ResultThe hydrogen subsystem builds an electricity-hydrogen-methane path that consumes captured CO2; relative to the conventional system, it lowers total carbon emissions by 10.53%, carbon trading cost by 16.32%, and gas-purchase cost by 3.74%, raises operation and maintenance cost by 43.63%, and reduces total cost by 2.14%. Under the GC and GE mechanism, the value of self-consumed renewable power, including certificate revenue plus avoided purchase and lower carbon-trading cost, exceeds the revenue from electricity sales, so on-site sales fall by 37.89%, with renewable curtailment of 1 702.17 kWh; the carbon-capture rate stays at 75.32%, as end-of-pipe capture receives little direct incentive.
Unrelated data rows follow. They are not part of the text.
//! Integration tests for `SqliteStore` against an in-memory database.

use pitchside_core::{
  dimension::{NewManager, NewPlayer, NewSeason, NewTeam, NewTournament},
  event::{
    Half, IncidentType, MatchEvents, NewCard, NewGoal, NewIncident, NewShot,
    NewSubstitution,
  },
  fixture::{FixtureResult, NewFixture},
  state::{compute_game_states, GameState, ScoringEvent},
  stats::{NewAppearance, NewMatchStatistic, NewPlayerStatistic, Side},
  store::MatchStore,
};
use serde_json::json;

use crate::SqliteStore;

async fn store() -> SqliteStore {
  SqliteStore::open_in_memory()
    .await
    .expect("in-memory store")
}

fn team(team_id: i64, name: &str) -> NewTeam {
  NewTeam {
    team_id,
    name: name.into(),
    short_name: None,
    slug: None,
    name_code: None,
    primary_color: None,
    secondary_color: None,
  }
}

fn player(player_id: i64, name: &str, team_id: i64) -> NewPlayer {
  NewPlayer {
    player_id,
    name: Some(name.into()),
    short_name: None,
    date_of_birth_timestamp: None,
    team_id: Some(team_id),
    sofascore_id: None,
  }
}

fn fixture(fixture_id: i64, home: i64, away: i64, season_id: i64) -> NewFixture {
  NewFixture {
    fixture_id,
    fixture_custom_id: None,
    home_team_id: Some(home),
    away_team_id: Some(away),
    season_id: Some(season_id),
    round: Some(1),
    kickoff_date_time: None,
    status: Some("finished".into()),
    home_score: Some(2),
    away_score: Some(1),
    result: Some(FixtureResult::HomeWin),
    injury_time_1: 2,
    injury_time_2: 4,
    total_time: 96,
  }
}

fn goal(team_id: i64, player_id: i64, minute: i64) -> NewGoal {
  NewGoal {
    team_id: Some(team_id),
    player_id: Some(player_id),
    assist_player_id: None,
    goal_minute: Some(minute),
    added_time: None,
    match_minute: Some(minute),
    half: Half::from_minute(minute),
    goal_type: Some("regular".into()),
    is_own_goal: false,
    incident_id: None,
  }
}

fn card(team_id: i64, player_id: i64, minute: i64) -> NewCard {
  NewCard {
    team_id: Some(team_id),
    player_id: Some(player_id),
    card_minute: Some(minute),
    added_time: None,
    match_minute: Some(minute),
    yellow: true,
    yellow_2: false,
    red: false,
    reason: Some("foul".into()),
    rescinded: false,
    incident_id: None,
  }
}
The CCER mechanism shifts the strategy from source-side cleaning to coordinated source-and-end abatement, cuts carbon-trading cost by 51.15%, raises the capture rate to 79.40%, and lowers curtailment to 1 123.81 kWh. The combination of all three mechanisms yields the lowest total cost, 39 375.96 yuan, 19.38% below the baseline scenario; stronger hydrogen-production economics push the methane reactor and the capture unit to high-intensity operation, raise the capture rate to 83.91% and captured CO2 to 38 354.28 kg, hold the net traded carbon to 6 828.04 kg despite the largest CO2 generation of 45 708.78 kg, and achieve zero renewable curtailment. The three mechanisms couple through the renewable-allocation constraint rather than act as independent additive incentives.
ConclusionThe hydrogen subsystem links carbon capture with gas supply and turns captured CO2 into a usable carbon source, so the electricity-carbon-hydrogen coupling improves both economy and emissions over a conventional IES. The CCER, GC, and GE mechanisms act on dispatch through a shared renewable-allocation constraint and produce synergistic amplification rather than a linear sum of separate incentives. Coordinated participation in the three markets achieves the joint optimization of cost reduction, emission mitigation, and renewable accommodation and provides a reference for the planning and operation of IESs in industrial parks.